• EXERCISE INPUTS:

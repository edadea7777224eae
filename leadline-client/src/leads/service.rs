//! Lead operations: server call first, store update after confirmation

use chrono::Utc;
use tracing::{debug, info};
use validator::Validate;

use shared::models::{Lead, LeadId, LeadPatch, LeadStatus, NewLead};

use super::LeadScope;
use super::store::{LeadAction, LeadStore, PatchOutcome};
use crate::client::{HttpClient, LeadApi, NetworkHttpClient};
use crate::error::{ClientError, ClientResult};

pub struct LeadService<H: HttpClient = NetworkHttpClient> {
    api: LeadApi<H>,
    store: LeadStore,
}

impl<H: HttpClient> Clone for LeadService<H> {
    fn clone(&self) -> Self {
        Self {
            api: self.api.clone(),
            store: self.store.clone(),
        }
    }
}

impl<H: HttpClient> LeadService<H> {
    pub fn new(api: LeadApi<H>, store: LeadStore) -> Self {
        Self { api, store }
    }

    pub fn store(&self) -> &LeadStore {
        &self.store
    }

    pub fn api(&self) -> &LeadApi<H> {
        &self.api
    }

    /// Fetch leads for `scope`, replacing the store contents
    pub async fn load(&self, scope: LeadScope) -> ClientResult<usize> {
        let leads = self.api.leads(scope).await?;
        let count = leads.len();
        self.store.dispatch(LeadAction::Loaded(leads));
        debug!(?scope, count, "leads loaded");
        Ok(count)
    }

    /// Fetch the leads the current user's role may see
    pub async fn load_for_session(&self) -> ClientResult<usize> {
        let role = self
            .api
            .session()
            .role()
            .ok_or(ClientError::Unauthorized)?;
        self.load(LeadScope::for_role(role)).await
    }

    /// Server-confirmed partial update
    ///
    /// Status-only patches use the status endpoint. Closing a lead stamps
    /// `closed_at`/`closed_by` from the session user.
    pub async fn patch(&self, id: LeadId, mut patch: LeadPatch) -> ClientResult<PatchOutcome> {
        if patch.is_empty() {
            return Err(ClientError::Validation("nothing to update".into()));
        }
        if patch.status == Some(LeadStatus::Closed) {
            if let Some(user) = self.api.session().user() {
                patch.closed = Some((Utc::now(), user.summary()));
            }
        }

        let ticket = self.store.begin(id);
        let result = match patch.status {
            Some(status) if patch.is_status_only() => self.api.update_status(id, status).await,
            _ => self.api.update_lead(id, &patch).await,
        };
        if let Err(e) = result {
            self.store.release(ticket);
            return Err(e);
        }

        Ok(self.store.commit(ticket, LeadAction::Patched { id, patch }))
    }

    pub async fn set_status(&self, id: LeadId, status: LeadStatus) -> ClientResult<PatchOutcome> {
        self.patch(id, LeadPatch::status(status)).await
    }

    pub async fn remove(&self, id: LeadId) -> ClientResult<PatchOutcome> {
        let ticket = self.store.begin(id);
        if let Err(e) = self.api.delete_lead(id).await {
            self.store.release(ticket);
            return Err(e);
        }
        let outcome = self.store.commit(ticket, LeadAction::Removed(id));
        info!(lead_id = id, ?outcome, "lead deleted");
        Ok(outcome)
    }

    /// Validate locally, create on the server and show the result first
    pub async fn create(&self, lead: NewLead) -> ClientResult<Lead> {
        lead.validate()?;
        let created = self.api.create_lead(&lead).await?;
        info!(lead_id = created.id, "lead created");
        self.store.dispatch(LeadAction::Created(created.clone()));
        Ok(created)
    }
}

• ABOUT THIS TASK: Print all of the entries exactly as they are written.

• YOUR RESPONSE:
repository edadea7777224eae
filename leadline-client/src/leads/service.rs
//! Lead operations: server call first, store update after confirmation

use chrono::Utc;
use tracing::{debug, info};
use validator::Validate;

use shared::models::{Lead, LeadId, LeadPatch, LeadStatus, NewLead};

use super::LeadScope;
use super::store::{LeadAction, LeadStore, PatchOutcome};
use crate::client::{HttpClient, LeadApi, NetworkHttpClient};
use crate::error::{ClientError, ClientResult};

pub struct LeadService<H: HttpClient = NetworkHttpClient> {
    api: LeadApi<H>,
    store: LeadStore,
}

impl<H: HttpClient> Clone for LeadService<H> {
    fn clone(&self) -> Self {
        Self {
            api: self.api.clone(),
            store: self.store.clone(),
        }
    }
}

impl<H: HttpClient> LeadService<H> {
    pub fn new(api: LeadApi<H>, store: LeadStore) -> Self {
        Self { api, store }
    }

    pub fn store(&self) -> &LeadStore {
        &self.store
    }

    pub fn api(&self) -> &LeadApi<H> {
        &self.api
    }

    /// Fetch leads for `scope`, replacing the store contents
    pub async fn load(&self, scope: LeadScope) -> ClientResult<usize> {
        let leads = self.api.leads(scope).await?;
        let count = leads.len();
        self.store.dispatch(LeadAction::Loaded(leads));
        debug!(?scope, count, "leads loaded");
        Ok(count)
    }

    /// Fetch the leads the current user's role may see
    pub async fn load_for_session(&self) -> ClientResult<usize> {
        let role = self
            .api
            .session()
            .role()
            .ok_or(ClientError::Unauthorized)?;
        self.load(LeadScope::for_role(role)).await
    }

    /// Server-confirmed partial update
    ///
    /// Status-only patches use the status endpoint. Closing a lead stamps
    /// `closed_at`/`closed_by` from the session user.
    pub async fn patch(&self, id: LeadId, mut patch: LeadPatch) -> ClientResult<PatchOutcome> {
        if patch.is_empty() {
            return Err(ClientError::Validation("nothing to update".into()));
        }
        if patch.status == Some(LeadStatus::Closed) {
            if let Some(user) = self.api.session().user() {
                patch.closed = Some((Utc::now(), user.summary()));
            }
        }

        let ticket = self.store.begin(id);
        let result = match patch.status {
            Some(status) if patch.is_status_only() => self.api.update_status(id, status).await,
            _ => self.api.update_lead(id, &patch).await,
        };
        if let Err(e) = result {
            self.store.release(ticket);
            return Err(e);
        }

        Ok(self.store.commit(ticket, LeadAction::Patched { id, patch }))
    }

    pub async fn set_status(&self, id: LeadId, status: LeadStatus) -> ClientResult<PatchOutcome> {
        self.patch(id, LeadPatch::status(status)).await
    }

    pub async fn remove(&self, id: LeadId) -> ClientResult<PatchOutcome> {
        let ticket = self.store.begin(id);
        if let Err(e) = self.api.delete_lead(id).await {
            self.store.release(ticket);
            return Err(e);
        }
        let outcome = self.store.commit(ticket, LeadAction::Removed(id));
        info!(lead_id = id, ?outcome, "lead deleted");
        Ok(outcome)
    }

    /// Validate locally, create on the server and show the result first
    pub async fn create(&self, lead: NewLead) -> ClientResult<Lead> {
        lead.validate()?;
        let created = self.api.create_lead(&lead).await?;
        info!(lead_id = created.id, "lead created");
        self.store.dispatch(LeadAction::Created(created.clone()));
        Ok(created)
    }
}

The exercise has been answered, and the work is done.